◆ TRY IT
Write out each line from the data below that includes the word "with".

◆ DATASET
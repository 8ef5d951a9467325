//! Runtime value types
//!
//! Atomic values are plain data; aggregates (tables, sets, vectors) are shared
//! handles, so a value bound in a frame and the same value stored in a table
//! refer to the same collection.

use chrono::{DateTime, Duration, Utc};
use std::cell::RefCell;
use std::collections::BTreeMap;
use std::fmt;
use std::rc::Rc;

use super::super::errors::{internal_error, RuntimeError};
use super::super::hash::{CompositeHash, HashKey};
use super::ty::{same_type, Type, TypeTag};

/// Runtime value type
#[derive(Debug, Clone)]
pub enum Val {
    Bool(bool),
    Int(i64),
    Count(u64),
    Double(f64),
    /// Raw bytes; script strings need not be valid UTF-8
    Str(Vec<u8>),
    Time(DateTime<Utc>),
    Interval(Duration),
    Table(Rc<RefCell<TableVal>>),
    Vector(Rc<RefCell<VectorVal>>),
}

impl Val {
    pub fn type_tag(&self) -> TypeTag {
        match self {
            Val::Bool(_) => TypeTag::Bool,
            Val::Int(_) => TypeTag::Int,
            Val::Count(_) => TypeTag::Count,
            Val::Double(_) => TypeTag::Double,
            Val::Str(_) => TypeTag::String,
            Val::Time(_) => TypeTag::Time,
            Val::Interval(_) => TypeTag::Interval,
            Val::Table(_) => TypeTag::Table,
            Val::Vector(_) => TypeTag::Vector,
        }
    }

    /// Full dynamic type of the value
    pub fn ty(&self) -> Type {
        match self {
            Val::Bool(_) => Type::Bool,
            Val::Int(_) => Type::Int,
            Val::Count(_) => Type::Count,
            Val::Double(_) => Type::Double,
            Val::Str(_) => Type::String,
            Val::Time(_) => Type::Time,
            Val::Interval(_) => Type::Interval,
            Val::Table(t) => t.borrow().ty().clone(),
            Val::Vector(v) => Type::vector(v.borrow().elem_type().clone()),
        }
    }

    /// Condition test: zero selects the false branch, anything else the true one
    pub fn is_zero(&self) -> bool {
        match self {
            Val::Bool(b) => !*b,
            Val::Int(i) => *i == 0,
            Val::Count(c) => *c == 0,
            Val::Double(d) => *d == 0.0,
            Val::Interval(d) => d.is_zero(),
            Val::Str(_) | Val::Time(_) | Val::Table(_) | Val::Vector(_) => false,
        }
    }

    pub fn as_bool(&self) -> Option<bool> {
        match self {
            Val::Bool(b) => Some(*b),
            _ => None,
        }
    }

    pub fn as_count(&self) -> Option<u64> {
        match self {
            Val::Count(c) => Some(*c),
            Val::Int(i) => u64::try_from(*i).ok(),
            _ => None,
        }
    }

    pub fn as_bytes(&self) -> Option<&[u8]> {
        match self {
            Val::Str(s) => Some(s),
            _ => None,
        }
    }

    pub fn as_table(&self) -> Option<&Rc<RefCell<TableVal>>> {
        match self {
            Val::Table(t) => Some(t),
            _ => None,
        }
    }

    pub fn as_vector(&self) -> Option<&Rc<RefCell<VectorVal>>> {
        match self {
            Val::Vector(v) => Some(v),
            _ => None,
        }
    }

    /// Fresh empty aggregate for a table/set/vector type
    pub fn empty_aggregate(ty: &Type) -> Option<Val> {
        match ty {
            Type::Table { .. } => Some(Val::Table(Rc::new(RefCell::new(TableVal::new(
                ty.clone(),
            ))))),
            Type::Vector { elem } => Some(Val::Vector(Rc::new(RefCell::new(VectorVal::new(
                (**elem).clone(),
            ))))),
            _ => None,
        }
    }
}

impl PartialEq for Val {
    fn eq(&self, other: &Self) -> bool {
        match (self, other) {
            (Val::Bool(a), Val::Bool(b)) => a == b,
            (Val::Int(a), Val::Int(b)) => a == b,
            (Val::Count(a), Val::Count(b)) => a == b,
            (Val::Double(a), Val::Double(b)) => a == b,
            (Val::Str(a), Val::Str(b)) => a == b,
            (Val::Time(a), Val::Time(b)) => a == b,
            (Val::Interval(a), Val::Interval(b)) => a == b,
            (Val::Table(a), Val::Table(b)) => Rc::ptr_eq(a, b),
            (Val::Vector(a), Val::Vector(b)) => Rc::ptr_eq(a, b),
            _ => false,
        }
    }
}

impl From<&str> for Val {
    fn from(s: &str) -> Self {
        Val::Str(s.as_bytes().to_vec())
    }
}

impl From<bool> for Val {
    fn from(b: bool) -> Self {
        Val::Bool(b)
    }
}

impl From<u64> for Val {
    fn from(c: u64) -> Self {
        Val::Count(c)
    }
}

impl fmt::Display for Val {
    fn fmt(&self, f: &mut fmt::Formatter<'_>) -> fmt::Result {
        match self {
            Val::Bool(b) => f.write_str(if *b { "T" } else { "F" }),
            Val::Int(i) => write!(f, "{}", i),
            Val::Count(c) => write!(f, "{}", c),
            Val::Double(d) => write!(f, "{:.6}", d),
            Val::Str(s) => f.write_str(&String::from_utf8_lossy(s)),
            Val::Time(t) => write!(
                f,
                "{}.{:06}",
                t.timestamp(),
                t.timestamp_subsec_micros()
            ),
            Val::Interval(d) => {
                let secs = d.num_milliseconds() as f64 / 1000.0;
                write!(f, "{} secs", secs)
            }
            Val::Table(t) => {
                let t = t.borrow();
                let parts: Vec<String> = t
                    .iter()
                    .map(|(index, value)| {
                        let index: Vec<String> = index.iter().map(|v| v.to_string()).collect();
                        match value {
                            Some(v) => format!("[{}] = {}", index.join(", "), v),
                            None => index.join(", "),
                        }
                    })
                    .collect();
                write!(f, "{{{}}}", parts.join(", "))
            }
            Val::Vector(v) => {
                let v = v.borrow();
                let parts: Vec<String> = v
                    .slots
                    .iter()
                    .map(|s| s.as_ref().map(|v| v.to_string()).unwrap_or_default())
                    .collect();
                write!(f, "[{}]", parts.join(", "))
            }
        }
    }
}

/// Whether `v` may be viewed as a value of type `ty` (type-case matching)
pub fn can_cast_value_to_type(v: &Val, ty: &Type) -> bool {
    match ty {
        Type::Any => true,
        Type::Double => matches!(v, Val::Double(_)),
        _ => same_type(&v.ty(), ty),
    }
}

/// `v` viewed as `ty`, or `None` when [`can_cast_value_to_type`] says no
pub fn cast_value_to_type(v: &Val, ty: &Type) -> Option<Val> {
    can_cast_value_to_type(v, ty).then(|| v.clone())
}

/// Convert a numeric value to the representation a slot of type `ty` stores
pub fn coerce_to(v: Val, ty: &Type) -> Val {
    match (ty, v) {
        (Type::Double, Val::Int(i)) => Val::Double(i as f64),
        (Type::Double, Val::Count(c)) => Val::Double(c as f64),
        (Type::Int, Val::Count(c)) => Val::Int(c as i64),
        (_, v) => v,
    }
}

/* ===================== Tables ===================== */

/// Iteration state handed out by [`TableVal::init_for_iteration`].
///
/// A cookie that is abandoned before the table is exhausted must be handed
/// back through [`TableVal::stop_iteration`].
#[derive(Debug)]
pub struct IterCookie {
    keys: Vec<HashKey>,
    pos: usize,
    live: bool,
}

impl IterCookie {
    pub fn is_live(&self) -> bool {
        self.live
    }
}

/// Table or set value, keyed by the composite hash of its index
#[derive(Debug)]
pub struct TableVal {
    ty: Type,
    hash: CompositeHash,
    entries: BTreeMap<HashKey, Option<Val>>,
    active_iterations: usize,
}

impl TableVal {
    pub fn new(ty: Type) -> Self {
        let index = match ty.index_types() {
            Some(index) => index.to_vec(),
            None => internal_error(&format!("table value created with type {}", ty)),
        };
        Self {
            ty,
            hash: CompositeHash::new(index),
            entries: BTreeMap::new(),
            active_iterations: 0,
        }
    }

    pub fn ty(&self) -> &Type {
        &self.ty
    }

    pub fn is_set(&self) -> bool {
        self.ty.is_set()
    }

    pub fn len(&self) -> usize {
        self.entries.len()
    }

    pub fn is_empty(&self) -> bool {
        self.entries.is_empty()
    }

    /// Index values are promoted to the declared index types before hashing,
    /// so a `count` finds the same entry in a `set[int]` as the `int` would.
    fn key_for(&self, index: &[Val]) -> Result<HashKey, RuntimeError> {
        let types = self.ty.index_types().unwrap_or_default();
        let index: Vec<Val> = index
            .iter()
            .enumerate()
            .map(|(i, v)| match types.get(i) {
                Some(ty) => coerce_to(v.clone(), ty),
                None => v.clone(),
            })
            .collect();
        self.hash
            .compute_hash_list(&index, true)
            .ok_or_else(|| RuntimeError::TypeMismatch(format!("bad index for {}", self.ty)))
    }

    /// Insert or overwrite an entry. Sets take `None` as the value.
    pub fn assign(&mut self, index: &[Val], value: Option<Val>) -> Result<(), RuntimeError> {
        let key = self.key_for(index)?;
        self.entries.insert(key, value);
        Ok(())
    }

    pub fn contains(&self, index: &[Val]) -> Result<bool, RuntimeError> {
        let key = self.key_for(index)?;
        Ok(self.entries.contains_key(&key))
    }

    /// Value stored under `index`; `Ok(None)` when the entry is absent
    pub fn lookup(&self, index: &[Val]) -> Result<Option<Val>, RuntimeError> {
        let key = self.key_for(index)?;
        Ok(self.entries.get(&key).cloned().flatten())
    }

    /// Remove an entry, returning whether one was present
    pub fn remove(&mut self, index: &[Val]) -> Result<bool, RuntimeError> {
        let key = self.key_for(index)?;
        Ok(self.entries.remove(&key).is_some())
    }

    /// Recover the index values an entry key was built from
    pub fn recover_index(&self, key: &HashKey) -> Vec<Val> {
        match self.hash.recover_vals(key) {
            Some(vals) => vals,
            None => internal_error(&format!("undecodable key in {}", self.ty)),
        }
    }

    /// Snapshot the current keys for iteration. Entries removed before they
    /// are reached are skipped; entries added afterwards are not visited.
    pub fn init_for_iteration(&mut self) -> IterCookie {
        self.active_iterations += 1;
        IterCookie {
            keys: self.entries.keys().cloned().collect(),
            pos: 0,
            live: true,
        }
    }

    /// Next live entry, or `None` once exhausted (which also releases the cookie)
    pub fn next_entry(&mut self, cookie: &mut IterCookie) -> Option<(HashKey, Option<Val>)> {
        if !cookie.live {
            return None;
        }
        while let Some(key) = cookie.keys.get(cookie.pos) {
            cookie.pos += 1;
            if let Some(value) = self.entries.get(key) {
                return Some((key.clone(), value.clone()));
            }
        }
        self.stop_iteration(cookie);
        None
    }

    /// Release an iteration that ends before exhaustion
    pub fn stop_iteration(&mut self, cookie: &mut IterCookie) {
        if cookie.live {
            cookie.live = false;
            cookie.keys.clear();
            self.active_iterations = self.active_iterations.saturating_sub(1);
        }
    }

    /// Number of iteration cookies not yet released
    pub fn active_iterations(&self) -> usize {
        self.active_iterations
    }

    /// Entries in key order as (index, value) pairs
    pub fn iter(&self) -> impl Iterator<Item = (Vec<Val>, Option<Val>)> + '_ {
        self.entries
            .iter()
            .map(|(key, value)| (self.recover_index(key), value.clone()))
    }
}

/* ===================== Vectors ===================== */

/// Vector value; slots may be unpopulated
#[derive(Debug)]
pub struct VectorVal {
    elem_type: Type,
    slots: Vec<Option<Val>>,
}

impl VectorVal {
    pub fn new(elem_type: Type) -> Self {
        Self {
            elem_type,
            slots: Vec::new(),
        }
    }

    pub fn elem_type(&self) -> &Type {
        &self.elem_type
    }

    /// Number of slots, populated or not
    pub fn size(&self) -> usize {
        self.slots.len()
    }

    pub fn lookup(&self, index: usize) -> Option<&Val> {
        self.slots.get(index).and_then(|s| s.as_ref())
    }

    /// Store at `index`, growing the vector with holes as needed
    pub fn assign(&mut self, index: usize, value: Val) {
        if index >= self.slots.len() {
            self.slots.resize(index + 1, None);
        }
        self.slots[index] = Some(value);
    }

    pub fn remove(&mut self, index: usize) -> bool {
        match self.slots.get_mut(index) {
            Some(slot) => slot.take().is_some(),
            None => false,
        }
    }
}

#[cfg(test)]
mod tests {
    use super::*;

    fn string_set() -> TableVal {
        TableVal::new(Type::set(vec![Type::String]))
    }

    #[test]
    fn test_is_zero() {
        assert!(Val::Bool(false).is_zero());
        assert!(Val::Count(0).is_zero());
        assert!(!Val::Int(-3).is_zero());
        assert!(!Val::from("").is_zero());
    }

    #[test]
    fn test_iteration_skips_removed_entries() {
        let mut t = string_set();
        t.assign(&[Val::from("a")], None).unwrap();
        t.assign(&[Val::from("b")], None).unwrap();
        t.assign(&[Val::from("c")], None).unwrap();

        let mut cookie = t.init_for_iteration();
        let (first, _) = t.next_entry(&mut cookie).unwrap();
        assert_eq!(t.recover_index(&first), vec![Val::from("a")]);

        t.remove(&[Val::from("b")]).unwrap();
        let (second, _) = t.next_entry(&mut cookie).unwrap();
        assert_eq!(t.recover_index(&second), vec![Val::from("c")]);

        assert!(t.next_entry(&mut cookie).is_none());
        assert!(!cookie.is_live());
        assert_eq!(t.active_iterations(), 0);
    }

    #[test]
    fn test_stop_iteration_releases_cookie() {
        let mut t = string_set();
        t.assign(&[Val::from("a")], None).unwrap();

        let mut cookie = t.init_for_iteration();
        assert_eq!(t.active_iterations(), 1);
        t.stop_iteration(&mut cookie);
        t.stop_iteration(&mut cookie);
        assert_eq!(t.active_iterations(), 0);
    }

    #[test]
    fn test_cast_value_to_any() {
        assert!(can_cast_value_to_type(&Val::Count(1), &Type::Any));
        assert!(can_cast_value_to_type(&Val::Count(1), &Type::Count));
        assert!(!can_cast_value_to_type(&Val::Count(1), &Type::String));
        assert_eq!(
            cast_value_to_type(&Val::from("x"), &Type::String),
            Some(Val::from("x"))
        );
    }

    #[test]
    fn test_vector_holes() {
        let mut v = VectorVal::new(Type::Count);
        v.assign(4, Val::Count(9));
        assert_eq!(v.size(), 5);
        assert!(v.lookup(2).is_none());
        assert_eq!(v.lookup(4), Some(&Val::Count(9)));
    }

    #[test]
    fn test_wrong_index_type_is_an_error() {
        let mut t = string_set();
        assert!(matches!(
            t.assign(&[Val::Count(1)], None),
            Err(RuntimeError::TypeMismatch(_))
        ));
    }
}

◆ EXERCISE ANSWER
            None => internal_error(&format!("table value created with type {}", ty)),
    /// Store at `index`, growing the vector with holes as needed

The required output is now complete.